◆ TASK TO COMPLETE ◆
Would you filter the listing below so that only lines with the word "WalkDir" remain?

◆ RECORDS SUPPLIED ◆
[Start of section]
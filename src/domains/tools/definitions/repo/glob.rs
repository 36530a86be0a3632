//! Repository file finding tool definition.
//!
//! Finds files matching a glob pattern in a cloned repository.

use futures::FutureExt;
use globset::GlobBuilder;
use rmcp::{
    ErrorData as McpError,
    handler::server::tool::{ToolCallContext, ToolRoute, cached_schema_for_type},
    model::{CallToolResult, Content, Tool},
};
use schemars::JsonSchema;
use serde::{Deserialize, Serialize};
use std::sync::Arc;
use std::time::UNIX_EPOCH;
use tracing::{info, instrument, warn};
use walkdir::WalkDir;

use super::common::{is_hidden, require_cloned};
use crate::core::security::resolve_repo_path;
use crate::domains::cache::CacheManager;

// ============================================================================
// Tool Parameters
// ============================================================================

/// Parameters for the file finding tool.
#[derive(Debug, Clone, Deserialize, JsonSchema)]
pub struct RepoGlobParams {
    /// GitHub repository URL or 'owner/repo' shorthand.
    pub repo_url: String,

    /// Glob pattern to match files (e.g., '*.md' for the top level,
    /// '**/*.rs' for the whole tree).
    pub pattern: String,

    /// Directory within the repository to search (defaults to the root).
    pub path: Option<String>,
}

/// A matched file
#[derive(Debug, Serialize, JsonSchema)]
struct GlobEntry {
    /// Path relative to the search directory
    path: String,
    /// File size in bytes
    size: u64,
    /// Modification time in seconds since the epoch
    modified: f64,
}

/// Result of a file finding request
#[derive(Debug, Serialize, JsonSchema)]
struct GlobOutcome {
    repo_url: String,
    pattern: String,
    files: Vec<GlobEntry>,
    total_files: usize,
}

// ============================================================================
// Tool Definition
// ============================================================================

/// Glob tool - finds files matching patterns in a cloned repository.
pub struct RepoGlobTool;

impl RepoGlobTool {
    /// Tool name as registered in MCP.
    pub const NAME: &'static str = "repo_glob";

    /// Tool description shown to clients.
    pub const DESCRIPTION: &'static str = "Find files matching a glob pattern in a cloned repository. Use '**/' for recursive matching; hidden files are skipped.";

    /// Execute the tool logic.
    #[instrument(skip_all, fields(repo_url = %params.repo_url, pattern = %params.pattern))]
    pub fn execute(params: &RepoGlobParams, cache: &CacheManager) -> CallToolResult {
        let repo_path = match require_cloned(cache, &params.repo_url) {
            Ok(p) => p,
            Err(result) => return result,
        };

        let search_path = match params.path.as_deref() {
            Some(sub) => match resolve_repo_path(&repo_path, sub) {
                Ok(p) => p,
                Err(e) => {
                    warn!("Search path validation failed: {}", e);
                    return CallToolResult::error(vec![Content::text(e.to_string())]);
                }
            },
            None => repo_path.clone(),
        };

        // `*` stays within one path segment so that '*.md' means the top
        // level and '**/*.md' means the whole tree.
        let matcher = match GlobBuilder::new(&params.pattern)
            .literal_separator(true)
            .build()
        {
            Ok(glob) => glob.compile_matcher(),
            Err(e) => {
                return CallToolResult::error(vec![Content::text(format!(
                    "Invalid glob pattern: {}",
                    e
                ))]);
            }
        };

        let mut files = Vec::new();

        for entry in WalkDir::new(&search_path)
            .follow_links(false)
            .into_iter()
            .flatten()
        {
            if !entry.file_type().is_file() {
                continue;
            }

            let Ok(repo_relative) = entry.path().strip_prefix(&repo_path) else {
                continue;
            };
            if is_hidden(repo_relative) {
                continue;
            }

            let Ok(relative) = entry.path().strip_prefix(&search_path) else {
                continue;
            };
            if !matcher.is_match(relative) {
                continue;
            }

            let Ok(meta) = entry.metadata() else {
                continue;
            };
            let modified = meta
                .modified()
                .ok()
                .and_then(|t| t.duration_since(UNIX_EPOCH).ok())
                .map(|d| d.as_secs_f64())
                .unwrap_or(0.0);

            files.push(GlobEntry {
                path: relative.display().to_string(),
                size: meta.len(),
                modified,
            });
        }

        files.sort_by(|a, b| a.path.cmp(&b.path));

        info!("Found {} files for '{}'", files.len(), params.pattern);

        let outcome = GlobOutcome {
            repo_url: params.repo_url.clone(),
            pattern: params.pattern.clone(),
            total_files: files.len(),
            files,
        };

        let summary = format!("{} files match '{}'", outcome.total_files, params.pattern);

        CallToolResult {
            content: vec![Content::text(summary)],
            structured_content: serde_json::to_value(&outcome).ok(),
            is_error: Some(false),
            meta: None,
        }
    }

    /// Create a Tool model for this tool (metadata).
    pub fn to_tool() -> Tool {
        Tool {
            name: Self::NAME.into(),
            description: Some(Self::DESCRIPTION.into()),
            input_schema: cached_schema_for_type::<RepoGlobParams>(),
            annotations: None,
            output_schema: None,
            icons: None,
            meta: None,
            title: None,
        }
    }

    /// Create a ToolRoute for the transport router.
    pub fn create_route<S>(cache: Arc<CacheManager>) -> ToolRoute<S>
    where
        S: Send + Sync + 'static,
    {
        ToolRoute::new_dyn(Self::to_tool(), move |ctx: ToolCallContext<'_, S>| {
            let args = ctx.arguments.clone().unwrap_or_default();
            let cache = cache.clone();
            async move {
                let params: RepoGlobParams =
                    serde_json::from_value(serde_json::Value::Object(args))
                        .map_err(|e| McpError::invalid_params(e.to_string(), None))?;
                Ok(Self::execute(&params, &cache))
            }
            .boxed()
        })
    }
}

// ============================================================================
// Tests
// ============================================================================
[End of section]
◆ TASK RESULT ◆
use walkdir::WalkDir;
        for entry in WalkDir::new(&search_path)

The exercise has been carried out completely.